If your little toddler or child ever asks you why styling their curls is so much work, the answer should always be, “because multi-ethnic hair is beautiful!” Curls do take a little more work, but that bounce and volume is all worth it. The key to stylish locks for babies and children with curly hair is to keep it simple, use gentle products, embrace a chemical-free lifestyle, and moisturize, moisturize, moisturize.

 Shampooing Less Frequently

Dryness is the main reason why curls might bunch up and tangle, and one reason it can exist is because of frequent washing. Some moms of multi-ethnic babes swear that shampooing once a week is more than enough, with conditioner or even spraying warm water onto hair being more than enough on other days.

 Not all babies, toddlers or little kids are alike; older children may really be into sport and may sweat considerably, thus necessitating a good shampoo more than once a week. If so, use gentle products such as Susan Brown’s Baby’s Foaming Shampoo & Wash, which is free of phthalates, sodium laurel sulfate, and  parabens, and is tear-free and ph-balanced.

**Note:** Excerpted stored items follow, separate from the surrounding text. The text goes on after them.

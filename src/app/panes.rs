//! Derived parent / current / preview listings for the three-pane view.
//!
//! Pure projections of a [NavState]: recomputed on demand for every frame, never stored.

use crate::app::nav::{NavState, calculate_scroll_offset};
use crate::core::{DirLister, Entry, Formatter, ListError};

use std::path::{Path, PathBuf};

/// One pane worth of entries plus the row to highlight.
#[derive(Debug, Clone, PartialEq, Eq)]
pub struct Pane {
    path: PathBuf,
    entries: Vec<Entry>,
    selected: Option<usize>,
    scroll_offset: usize,
    error: Option<ListError>,
}

impl Pane {
    fn listed<L: DirLister + ?Sized>(lister: &L, path: &Path, show_hidden: bool) -> Self {
        let (entries, error) = match Formatter::new(show_hidden).list(lister, path) {
            Ok(entries) => (entries, None),
            Err(err) => (Vec::new(), Some(err)),
        };
        Self {
            path: path.to_path_buf(),
            entries,
            selected: None,
            scroll_offset: 0,
            error,
        }
    }

    // Getters / Accessors

    #[inline]
    pub fn path(&self) -> &Path {
        &self.path
    }

    #[inline]
    pub fn entries(&self) -> &[Entry] {
        &self.entries
    }

    #[inline]
    pub fn selected_idx(&self) -> Option<usize> {
        self.selected
    }

    #[inline]
    pub fn scroll_offset(&self) -> usize {
        self.scroll_offset
    }

    #[inline]
    pub fn error(&self) -> Option<&ListError> {
        self.error.as_ref()
    }
}

/// The three listings a renderer paints.
#[derive(Debug, Clone, PartialEq, Eq)]
pub struct Panes {
    /// Listing of the parent directory with the current directory highlighted. `None` at the root.
    pub parent: Option<Pane>,
    pub current: Pane,
    /// Listing of the selected entry when it is a directory.
    pub preview: Option<Pane>,
}

impl NavState {
    /// Projects the parent, current and preview listings for a pane of `height` rows.
    pub fn panes<L: DirLister + ?Sized>(&self, lister: &L, height: usize) -> Panes {
        Panes {
            parent: self.parent_pane(lister, height),
            current: Pane {
                path: self.current_dir().to_path_buf(),
                entries: self.entries().to_vec(),
                selected: self.selected_entry().map(|_| self.selected_idx()),
                scroll_offset: self.scroll_offset(),
                error: self.last_error().cloned(),
            },
            preview: self.preview_pane(lister),
        }
    }

    fn parent_pane<L: DirLister + ?Sized>(&self, lister: &L, height: usize) -> Option<Pane> {
        let current = self.current_dir();
        let parent = current.parent().filter(|p| !p.as_os_str().is_empty())?;
        let name = current.file_name()?.to_string_lossy();

        let mut pane = Pane::listed(lister, parent, self.show_hidden());
        pane.selected = pane.entries.iter().position(|e| e.name() == name);
        if let Some(idx) = pane.selected {
            pane.scroll_offset = calculate_scroll_offset(idx, 0, height, pane.entries.len());
        }
        Some(pane)
    }

    fn preview_pane<L: DirLister + ?Sized>(&self, lister: &L) -> Option<Pane> {
        let entry = self.selected_entry().filter(|e| e.is_dir())?;
        let path = self.current_dir().join(entry.name());
        Some(Pane::listed(lister, &path, self.show_hidden()))
    }
}

#[cfg(test)]
mod tests {
    use super::*;
    use crate::app::actions::Action;
    use crate::core::ListErrorKind;
    use crate::test_support::{MemLister, entries};

    fn tree() -> MemLister {
        MemLister::new()
            .with_dir("/", entries(&["srv/", "usr/"]))
            .with_dir("/usr", entries(&["bin/", "lib/", "local/", "share/", ".hidden/"]))
            .with_dir("/usr/local", entries(&["bin/", "etc/", "readme"]))
            .with_dir("/usr/local/bin", entries(&["tool", ".rc"]))
    }

    #[test]
    fn parent_highlights_current_directory() {
        let lister = tree();
        let nav = NavState::open(PathBuf::from("/usr/local"), false, &lister);

        let panes = nav.panes(&lister, 10);
        let parent = panes.parent.expect("parent pane");

        assert_eq!(parent.path(), Path::new("/usr"));
        assert_eq!(parent.entries().len(), 4);
        assert_eq!(parent.selected_idx(), Some(2));
    }

    #[test]
    fn parent_scrolls_to_keep_current_visible() {
        let lister = tree();
        let nav = NavState::open(PathBuf::from("/usr/local"), false, &lister);

        let parent = nav.panes(&lister, 2).parent.expect("parent pane");
        assert_eq!(parent.scroll_offset(), 1);
    }

    #[test]
    fn root_has_no_parent_pane() {
        let lister = tree();
        let nav = NavState::open(PathBuf::from("/"), false, &lister);
        assert!(nav.panes(&lister, 10).parent.is_none());
    }

    #[test]
    fn preview_lists_selected_directory() {
        let lister = tree();
        let nav = NavState::open(PathBuf::from("/usr/local"), false, &lister);

        let panes = nav.panes(&lister, 10);
        let preview = panes.preview.expect("preview pane");

        assert_eq!(preview.path(), Path::new("/usr/local/bin"));
        assert_eq!(preview.entries(), &[Entry::file("tool")]);
        assert_eq!(panes.current.selected_idx(), Some(0));
    }

    #[test]
    fn preview_respects_hidden_toggle() {
        let lister = tree();
        let mut nav = NavState::open(PathBuf::from("/usr/local"), false, &lister);
        nav.apply(Action::ToggleHidden, &lister);

        let preview = nav.panes(&lister, 10).preview.expect("preview pane");
        assert_eq!(preview.entries().len(), 2);
    }

    #[test]
    fn no_preview_for_files_and_failures_are_reported() {
        let lister = tree();
        let mut nav = NavState::open(PathBuf::from("/usr/local"), false, &lister);
        nav.apply(Action::MoveUp, &lister);
        assert_eq!(nav.selected_entry(), Some(&Entry::file("readme")));
        assert!(nav.panes(&lister, 10).preview.is_none());

        nav.apply(Action::MoveUp, &lister);
        let preview = nav.panes(&lister, 10).preview.expect("preview pane");
        assert!(preview.entries().is_empty());
        assert_eq!(preview.error().map(ListError::kind), Some(ListErrorKind::NotFound));
    }

    #[test]
    fn empty_current_pane_has_no_selection() {
        let lister = tree();
        let nav = NavState::open(PathBuf::from("/srv"), false, &lister);

        let panes = nav.panes(&lister, 10);
        assert_eq!(panes.current.selected_idx(), None);
        assert!(panes.current.error().is_some());
        assert!(panes.preview.is_none());
        assert_eq!(panes.parent.and_then(|p| p.selected_idx()), Some(0));
    }
}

It is surprising to note that many commercial brands still contain harmful ingredients such as sulfates, which have been linked to everything from skin irritation to cancer.

 Adding Moisture to Your Routine

When bathing your child or helping them shower, apply shampoo or conditioner gently onto wet hair, massaging into the scalp and ever-so-gently tugging at knotted areas to smooth out. Always start at the end of the hair, working your way up slowly towards the scalp. Rub the hair gently between your thumb, pointer and middle finger, to loosen up any tangles you find. This process is vital because afterwards, it will be much easier to comb hair.

 Add a few drops of oil (argan, coconut or jojoba are deeply moisturizing) and massage on to your child’s locks as well. This will lend hair a beautiful shine and will lead to more defined curls.

 Combing Hair Out

An important strategy for styling multi-ethnic hair is to use as wide-toothed a comb as possible, to ensure less tangling; the comb cannot be too wide, however, since children tend to have less volume than adults.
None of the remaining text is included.